Saturday, 6 August 2011

The Weekly Round-up w/e 07/08/11


Time to sit back, relax and soak up the delights gathered for you by the us good folk at Birmingham Skeptics. Yes, it’s time for the weekly roundup and once more we’ve herded the good and bad into one easily digestible post for your discerning skeptical consumer.

To kick us off the excellent Heather Doran @hapsci tackles a summery story and takes on one of those science sounding reports that we are all too familiar with in the media. You know the type I mean. “This or that seemingly random object has been found to have this or that seemingly random effect.” There’s no end to them. Well Heather has a go at setting the record straight over on her blog with Wine and Grapes Will NOT Prevent Sunburn.

We had to include the next story for a number of reasons. One is that it involves particle physics which featured in our last Podcast. The next is that it was written by David Gregory the BBC Midlands Science correspondent and one of our previous speakers. Thirdly it involves scientists from Warwick and it’s always nice to see local people at the cutting edge. Read and enjoy a brief post about some lovely neutrino events.

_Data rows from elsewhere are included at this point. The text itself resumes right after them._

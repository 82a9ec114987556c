//! Service client tests against a mock server.

use mockito::Server;
use napisy_lib::api::{ApiError, ClientConfig, NapiClient};
use napisy_lib::hash::DigestError;

use super::common::{VIDEO_CONTENT, VIDEO_HASH, Video, client_for, download_form, search_query, success_body};

mod download {
  use super::*;

  #[test]
  fn returns_decoded_subtitles() {
    let mut server = Server::new();
    let mock = server
      .mock("POST", "/download")
      .match_body(download_form("ENG"))
      .with_body(success_body("MDAwOjAxOjAwOkhlbGxv"))
      .create();

    let video = Video::with_content(VIDEO_CONTENT);
    let subtitles = client_for(&server).download(&video.path, "ENG").unwrap();

    assert_eq!(subtitles, b"000:01:00:Hello");
    mock.assert();
  }

  #[test]
  fn by_hash_skips_file() {
    let mut server = Server::new();
    let mock = server
      .mock("POST", "/download")
      .match_body(download_form("PL"))
      .with_body(success_body("SGVsbG8="))
      .create();

    let subtitles = client_for(&server).download_by_hash(VIDEO_HASH, "PL").unwrap();

    assert_eq!(subtitles, b"Hello");
    mock.assert();
  }

  #[test]
  fn failed_status_is_not_found() {
    let mut server = Server::new();
    server
      .mock("POST", "/download")
      .with_body("<result><status>fail</status></result>")
      .create();

    let video = Video::with_content(VIDEO_CONTENT);
    let result = client_for(&server).download(&video.path, "ENG");

    assert!(matches!(result, Err(ApiError::SubtitlesNotFound)));
  }

  #[test]
  fn http_error_status() {
    let mut server = Server::new();
    server.mock("POST", "/download").with_status(503).create();

    let video = Video::with_content(VIDEO_CONTENT);
    let result = client_for(&server).download(&video.path, "ENG");

    match result {
      Err(ApiError::Status(status, url)) => {
        assert_eq!(status.as_u16(), 503);
        assert!(url.ends_with("/download"), "unexpected url {url}");
      }
      other => panic!("expected status error, got {other:?}"),
    }
  }

  #[test]
  fn missing_video_fails_before_request() {
    let mut server = Server::new();
    let mock = server.mock("POST", "/download").expect(0).create();

    let video = Video::with_content(VIDEO_CONTENT);
    let missing = video.dir.path().join("missing.avi");
    let result = client_for(&server).download(&missing, "ENG");

    assert!(matches!(result, Err(ApiError::Digest(DigestError::Io { .. }))));
    mock.assert();
  }
}

mod search {
  use super::*;

  #[test]
  fn reports_availability_per_language() {
    let mut server = Server::new();
    let eng = server
      .mock("GET", "/search")
      .match_query(search_query("ENG"))
      .with_body("NPc0")
      .create();
    let pl = server
      .mock("GET", "/search")
      .match_query(search_query("PL"))
      .with_body("NPc3")
      .create();

    let video = Video::with_content(VIDEO_CONTENT);
    let langs = vec!["ENG".to_string(), "PL".to_string()];
    let results = client_for(&server).search(&video.path, &langs, false).unwrap();

    assert_eq!(results.len(), 2);
    assert_eq!(results[0].lang, "ENG");
    assert!(!results[0].available);
    assert_eq!(results[1].lang, "PL");
    assert!(results[1].available);
    assert!(results.iter().all(|r| r.subtitles.is_none()));
    eng.assert();
    pl.assert();
  }

  #[test]
  fn downloads_only_available_languages() {
    let mut server = Server::new();
    server
      .mock("GET", "/search")
      .match_query(search_query("ENG"))
      .with_body("NPc0")
      .create();
    server
      .mock("GET", "/search")
      .match_query(search_query("PL"))
      .with_body("NPc3")
      .create();
    let download = server
      .mock("POST", "/download")
      .match_body(download_form("PL"))
      .with_body(success_body("SGVsbG8="))
      .expect(1)
      .create();

    let video = Video::with_content(VIDEO_CONTENT);
    let langs = vec!["ENG".to_string(), "PL".to_string()];
    let results = client_for(&server).search(&video.path, &langs, true).unwrap();

    assert_eq!(results[0].subtitles, None);
    assert_eq!(results[1].subtitles.as_deref(), Some(&b"Hello"[..]));
    download.assert();
  }

  #[test]
  fn no_languages_makes_no_requests() {
    let mut server = Server::new();
    let mock = server.mock("GET", "/search").expect(0).create();

    let video = Video::with_content(VIDEO_CONTENT);
    let results = client_for(&server).search(&video.path, &[], false).unwrap();

    assert!(results.is_empty());
    mock.assert();
  }

  #[test]
  fn unfingerprintable_video_fails_before_request() {
    // The digest of this content has 0xf as the high nibble of byte 3.
    let mut server = Server::new();
    let mock = server.mock("GET", "/search").expect(0).create();

    let content = find_out_of_range_content();
    let video = Video::with_content(&content);
    let result = client_for(&server).search(&video.path, &["ENG".to_string()], false);

    assert!(matches!(result, Err(ApiError::Fingerprint(_))));
    mock.assert();
  }

  fn find_out_of_range_content() -> Vec<u8> {
    use std::io::Cursor;

    (0u32..)
      .map(|i| i.to_le_bytes().to_vec())
      .find(|content| {
        let digest = napisy_lib::hash::digest_reader(Cursor::new(content.as_slice())).unwrap();
        digest.as_bytes()[3] >> 4 == 0xf
      })
      .unwrap()
  }
}

#[test]
fn client_keeps_config() {
  let config = ClientConfig::default().with_base_url("http://127.0.0.1:9");
  let client = NapiClient::new(config.clone()).unwrap();
  assert_eq!(client.config(), &config);
}
pub const APP_NAME: &str = "napisy";

/// Number of bytes read from the start of a video to compute its digest.
pub const HASH_READ_SIZE: u64 = 10_485_760;

/// Length in bytes of an MD5 digest.
pub const DIGEST_LEN: usize = 16;

/// Nibble positions read from the digest, one per fingerprint character.
///
/// These three tables are co-indexed and fixed by the service protocol.
/// Changing any value changes every fingerprint.
pub const NIBBLE_INDEX: [u16; 5] = [0xe, 0x3, 0x6, 0x8, 0x2];
pub const NIBBLE_MULTIPLIER: [u16; 5] = [2, 2, 5, 4, 3];
pub const NIBBLE_ADDEND: [u16; 5] = [0, 0xd, 0x10, 0xb, 0x5];

pub const DEFAULT_SEARCH_URL: &str = "http://napiprojekt.pl/unit_napisy/dl.php";
pub const DEFAULT_DOWNLOAD_URL: &str = "http://napiprojekt.pl/api/api-napiprojekt3.php";

/// Environment variable overriding [`DEFAULT_SEARCH_URL`].
pub const SEARCH_URL_ENV: &str = "NAPISY_SEARCH_URL";
/// Environment variable overriding [`DEFAULT_DOWNLOAD_URL`].
pub const DOWNLOAD_URL_ENV: &str = "NAPISY_DOWNLOAD_URL";

/// Client name sent with downloads. The service rejects other values.
pub const CLIENT_NAME: &str = "NapiProjektPython";
pub const CLIENT_VERSION: &str = "0.1";

/// Search response body meaning no subtitles exist for the language.
pub const NOT_FOUND_MARKER: &str = "NPc0";

pub const DEFAULT_LANGUAGE: &str = "ENG";
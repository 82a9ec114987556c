mod download;
mod hash;
mod search;

pub use download::cmd_download;
pub use hash::cmd_hash;
pub use search::cmd_search;

use std::path::{Path, PathBuf};
use std::time::Duration;

use anyhow::{Context, Result, bail};
use napisy_lib::api::{ClientConfig, NapiClient};
use owo_colors::{OwoColorize, Stream};

/// Build a client from the environment, with an optional timeout override.
fn client(timeout: Option<Duration>) -> Result<NapiClient> {
  let mut config = ClientConfig::from_env();
  if let Some(timeout) = timeout {
    config = config.with_timeout(timeout);
  }
  NapiClient::new(config).context("Failed to create HTTP client")
}

/// Run `f` for every file, reporting failures without stopping.
///
/// Returns an error if any file failed.
fn for_each_file(files: &[PathBuf], mut f: impl FnMut(&Path) -> Result<()>) -> Result<()> {
  let mut failed = 0usize;
  for file in files {
    if let Err(err) = f(file.as_path()) {
      failed += 1;
      eprintln!(
        "{} {:#}",
        "error:".if_supports_color(Stream::Stderr, |t| t.red()),
        err
      );
    }
  }

  if failed > 0 {
    bail!("{failed} of {} file(s) failed", files.len());
  }
  Ok(())
}
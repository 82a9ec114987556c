//! Subtitle file naming and writing.

use std::io;
use std::path::{Path, PathBuf};

use thiserror::Error;
use tracing::info;

const SUBTITLE_EXTENSION: &str = "txt";

#[derive(Debug, Error)]
pub enum SubtitlesError {
  /// The video path has no extension to replace.
  #[error("incorrect file name '{}', no extension", .0.display())]
  MissingExtension(PathBuf),

  #[error("failed to write subtitles to '{}': {source}", .path.display())]
  Write {
    path: PathBuf,
    #[source]
    source: io::Error,
  },
}

/// Name of the subtitle file for a video: the final extension replaced by `.txt`.
///
/// Only the last extension is replaced, so `show.s01e02.mkv` becomes
/// `show.s01e02.txt`.
///
/// # Errors
///
/// Returns [`SubtitlesError::MissingExtension`] if `video` has no extension.
pub fn sub_file_name(video: &Path) -> Result<PathBuf, SubtitlesError> {
  if video.extension().is_none() {
    return Err(SubtitlesError::MissingExtension(video.to_path_buf()));
  }
  Ok(video.with_extension(SUBTITLE_EXTENSION))
}

/// Write `subtitles` next to `video` and return the path written.
pub fn save(video: &Path, subtitles: &[u8]) -> Result<PathBuf, SubtitlesError> {
  let path = sub_file_name(video)?;
  info!(path = %path.display(), bytes = subtitles.len(), "writing subtitles");

  std::fs::write(&path, subtitles).map_err(|source| SubtitlesError::Write {
    path: path.clone(),
    source,
  })?;

  Ok(path)
}
//! Implementation of the `napisy search` command.

use std::path::{Path, PathBuf};
use std::time::Duration;

use anyhow::{Context, Result};
use napisy_lib::subtitles;
use owo_colors::{OwoColorize, Stream};

use super::{client, for_each_file};

/// Execute the search command.
///
/// Prints one line per file and language. With `download`, subtitles in every
/// available language are saved next to the video; later languages overwrite
/// earlier ones because the file name does not include the language.
pub fn cmd_search(
  files: &[PathBuf],
  languages: &[String],
  download: bool,
  timeout: Option<Duration>,
) -> Result<()> {
  let client = client(timeout)?;

  for_each_file(files, |file: &Path| {
    let results = client
      .search(file, languages, download)
      .with_context(|| format!("failed to search subtitles for \"{}\"", file.display()))?;

    for result in results {
      let status = if result.available {
        "available".if_supports_color(Stream::Stdout, |t| t.green()).to_string()
      } else {
        "not found".if_supports_color(Stream::Stdout, |t| t.yellow()).to_string()
      };
      println!("{}  {}  {}", file.display(), result.lang, status);

      if let Some(subs) = result.subtitles {
        let saved = subtitles::save(file, &subs)
          .with_context(|| format!("failed to save subtitles for \"{}\"", file.display()))?;
        println!("Saving subtitles to: {}", saved.display());
      }
    }
    Ok(())
  })
}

The next post is longer but nonetheless fascinating and momentous. The UN is officially declaring a disease as eradicated for only the second time ever. The disease is one that affects cattle but when you look at the intricate way that cattle relate to humans throughout time and society this is no insignificant moment. The history of what has led up to this incredible situation is described beautifully in this piece by the New York Times.

If you got the link to this blog through Facebook then beware. Cover your children’s eyes lest they be corrupted and don your tinfoil beanie for fear your brain be sizzled by the ravages of the Internet. Heed well the warnings of Martin Robbins as,  with tongue firmly planted within cheek, he warns that Facebook will destroy your children’s brains.

Here are two articles of interest that relate to our very own fair city  Firstly there is this one on a research project at Good Hope Hospital involving... I can barely bring myself to type it, spiritual healing. Then hot on the heels of that the revelation that Birmingham Schools are shelling out on alternative therapies for the students.

Whether you love or fear chemicals will often depend upon whether you read the Daily Mail. The fact is they are all around us, and in fact they are us. Did you know it’s the International Year of Chemistry? Join us with Scientific American to celebrate some of the elements and molecules that make life what it is.

There are lies, damned lies, and statistics. This oft quoted mantra is in itself a case in point that you shouldn’t always take things at face value. I had this in my head as coming from Disraeli but a quick check on its origin shows that this is very possibly tosh. What isn’t tosh though is Ben Goldacre’s wonderful critique of the use and abuse of statistics in the media.

This final link caused me no end of trouble. If you’re not familiar with the cartoons of Abstruse Goose they are brilliantly geekily funny. My problem came in choosing one to put down on here. As an old DC Comics fan I picked this one, but feel free to hit Random and be transported to alternative dimensions of fun.

This weeks roundup was compiled by Patrick Redmond with considerable help from the other organisers.